15日・紀州古代墨「藤代墨」復元へ(海南市)(その2)!

「青墨夢幻 松煙墨作り 古代墨復元への取組み」    続き)(和歌山県)

 堀池さんと同じ頃、和歌山県海南市の郷土史研究家、平岡繁一さん(78)は古代の製法による墨作りに挑んだ。
 海南地方(昔の大野郷に「墨屋谷という地名があり、また墨ノ免という字句が見え墨作りが免税の対象になっていたことが伺える)で栄えた松煙墨の一種「藤代墨(ふじしろずみ)」。
 鎌倉時代の「古今著聞集」には、熊野詣でをする後白河上皇に、この地方の国司が献上したとあることは前回の述べたが、平岡さんは若いころから藤代墨に興味を抱き、30年も資料を集めていた。

※「後白河上皇・「梁塵秘抄」の編者として知られ、自らも今様の名手として後世にその名を知られる。

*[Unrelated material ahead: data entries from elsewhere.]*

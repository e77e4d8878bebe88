use thiserror::Error;

#[derive(Debug, Clone, PartialEq, Error)]
pub enum DeviceError {
    #[error("device registration failed: {0}")]
    Register(String),
    #[error("device transmit failed: {0}")]
    Transmit(String),
}

/// Boundary between the runtime and whatever drives the physical strips.
/// The runtime owns the pixel buffer; the device sees it only as raw bytes
/// at registration and transmit time.
pub trait DeviceHandoff {
    /// Announces a strip: its identifier, pin, element geometry, and the
    /// initial (zeroed) buffer contents.
    fn register(
        &mut self,
        device_id: u32,
        pin: u8,
        element_count: usize,
        bytes_per_element: usize,
        buf: &[u8],
    ) -> Result<(), DeviceError>;

    /// Pushes `length` bytes of pixel data to the device.
    fn transmit(&mut self, device_id: u32, length: usize, buf: &[u8]) -> Result<(), DeviceError>;
}

/// Discards everything. Useful for tests and headless runs.
#[derive(Debug, Default, Clone, Copy)]
pub struct NullHandoff;

impl DeviceHandoff for NullHandoff {
    fn register(
        &mut self,
        _device_id: u32,
        _pin: u8,
        _element_count: usize,
        _bytes_per_element: usize,
        _buf: &[u8],
    ) -> Result<(), DeviceError> {
        Ok(())
    }

    fn transmit(&mut self, _device_id: u32, _length: usize, _buf: &[u8]) -> Result<(), DeviceError> {
        Ok(())
    }
}

use std::sync::atomic::Ordering;

use registrard::ipc::handle_request;
use serde_json::json;
use test_support::*;

fn seed() -> FakeApi {
    let api = FakeApi::new();
    api.add_student(student(1, "Ada Lovelace", 3.9));
    api.add_student(student(2, "Grace Hopper", 3.5));
    api.add_course(course(10, "CS101", "Intro to Programming", None));
    api.add_enrollment(enrollment(100, 1, 10, None));
    api.add_enrollment(enrollment(101, 2, 10, None));
    api
}

#[tokio::test]
async fn set_grade_patches_and_merges_without_a_refetch() {
    let (mut state, api) = state_with(seed());

    let list = handle_request(&mut state, request("r1", "enrollments.list", json!({}))).await;
    assert_eq!(list["ok"], json!(true));
    assert_eq!(api.enrollment_list_fetches.load(Ordering::SeqCst), 1);

    let resp = handle_request(
        &mut state,
        request(
            "r2",
            "enrollments.setGrade",
            json!({ "enrollmentId": 100, "grade": "A-" }),
        ),
    )
    .await;
    assert_eq!(resp["ok"], json!(true));
    assert_eq!(resp["result"]["enrollment"]["grade"], json!("A-"));

    // The cached list reflects the patch without another collection fetch.
    let list = handle_request(&mut state, request("r3", "enrollments.list", json!({}))).await;
    let rows = list["result"]["enrollments"].as_array().unwrap();
    let patched = rows
        .iter()
        .find(|r| r["enrollmentId"] == json!(100))
        .unwrap();
    assert_eq!(patched["grade"], json!("A-"));
    assert_eq!(api.enrollment_list_fetches.load(Ordering::SeqCst), 1);
}

#[tokio::test]
async fn grade_can_be_cleared_with_null() {
    let api = seed();
    api.add_enrollment(enrollment(102, 1, 10, Some("B")));
    let (mut state, api) = state_with(api);

    let resp = handle_request(
        &mut state,
        request(
            "r1",
            "enrollments.setGrade",
            json!({ "enrollmentId": 102, "grade": null }),
        ),
    )
    .await;
    assert_eq!(resp["ok"], json!(true));
    assert_eq!(resp["result"]["enrollment"]["grade"], json!(null));
    let row = api
        .enrollment_rows()
        .into_iter()
        .find(|e| e.id == 102)
        .unwrap();
    assert!(row.grade.is_none());
}

#[tokio::test]
async fn unknown_grade_strings_are_rejected() {
    let (mut state, api) = state_with(seed());

    let resp = handle_request(
        &mut state,
        request(
            "r1",
            "enrollments.setGrade",
            json!({ "enrollmentId": 100, "grade": "A+" }),
        ),
    )
    .await;
    assert_eq!(resp["ok"], json!(false));
    assert_eq!(resp["error"]["code"], json!("bad_params"));
    let row = api
        .enrollment_rows()
        .into_iter()
        .find(|e| e.id == 100)
        .unwrap();
    assert!(row.grade.is_none());
}

#[tokio::test]
async fn missing_enrollment_maps_to_not_found() {
    let (mut state, _api) = state_with(seed());

    let resp = handle_request(
        &mut state,
        request(
            "r1",
            "enrollments.setGrade",
            json!({ "enrollmentId": 999, "grade": "B" }),
        ),
    )
    .await;
    assert_eq!(resp["ok"], json!(false));
    assert_eq!(resp["error"]["code"], json!("not_found"));
}

#[tokio::test]
async fn save_grades_patches_the_whole_batch() {
    let (mut state, api) = state_with(seed());

    let resp = handle_request(
        &mut state,
        request(
            "r1",
            "enrollments.saveGrades",
            json!({ "grades": [
                { "enrollmentId": 100, "grade": "A" },
                { "enrollmentId": 101, "grade": "C+" },
            ]}),
        ),
    )
    .await;
    assert_eq!(resp["ok"], json!(true));
    assert_eq!(resp["result"]["updatedIds"], json!([100, 101]));

    let rows = api.enrollment_rows();
    assert_eq!(
        rows.iter().find(|e| e.id == 100).unwrap().grade.as_deref(),
        Some("A")
    );
    assert_eq!(
        rows.iter().find(|e| e.id == 101).unwrap().grade.as_deref(),
        Some("C+")
    );
}

#[tokio::test]
async fn save_grades_validates_before_writing_anything() {
    let (mut state, api) = state_with(seed());

    let resp = handle_request(
        &mut state,
        request(
            "r1",
            "enrollments.saveGrades",
            json!({ "grades": [
                { "enrollmentId": 100, "grade": "A" },
                { "enrollmentId": 101, "grade": "excellent" },
            ]}),
        ),
    )
    .await;
    assert_eq!(resp["ok"], json!(false));
    assert_eq!(resp["error"]["code"], json!("bad_params"));
    assert!(api.enrollment_rows().iter().all(|e| e.grade.is_none()));
}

 蛇足になるがここで上皇が口ずさんだ地元を織り込んだ今様を一つご紹介しておこう。

”熊野の権現は 名草の浜にこそ降りたまへ 若の浦にしましませば 年はゆけども若王子”
(上・後白河上皇・右・古代藤代墨)
古くから墨作りが盛んに行われていたことは、つぎの和歌からもうかがい知れよう。
   する墨の その藤代の 秋かけて たへぬ七日の 梶の玉づき

   あふことを 松にかけたる 藤代の    墨の名しるき 梶の玉章
                                       冷泉 為重     

(冷泉為重・南北朝の公卿・歌人。従二位権中納言。藤原定家の子孫、為冬の子。後円融院の勅により、『新後拾遺集』の選者となり技巧の優れた歌を遺す)



 平岡さんは堀池さんの協力を得て、竹の骨組みにむしろを巻き、登り窯のような形のスス取り装置を造った。ススを固めるニカワは、地元で捕らえた鹿の皮を12時間煮詰めて作った。練り、成型、乾燥は、奈良の墨職人の協力を得て15本の墨ができた。
 今もJR海南駅近くで営む『かいなん夢工房』で墨作りを続ける。
赤松のススとニカワは業者から仕入れるが、珍しい松煙墨に著名な書家からも注文が来る。


 地元の小学生を対象にした「墨作り体験教室」も10年が過ぎた。「故郷の歴史だから残していきたいな~!」
   ◇         ◇
 わたしは平岡さんとも親しくさせて頂いている顔見知りの仲である。同じく郷土史が好きで、平岡さんは独りでコツコツ古文書を捜したり、現場を掘り起こすなど郷土の昔を発掘し、後世に伝えることにおいては人一倍熱心であり、情熱的である。地元には平岡さんによって復元されたものが沢山ある。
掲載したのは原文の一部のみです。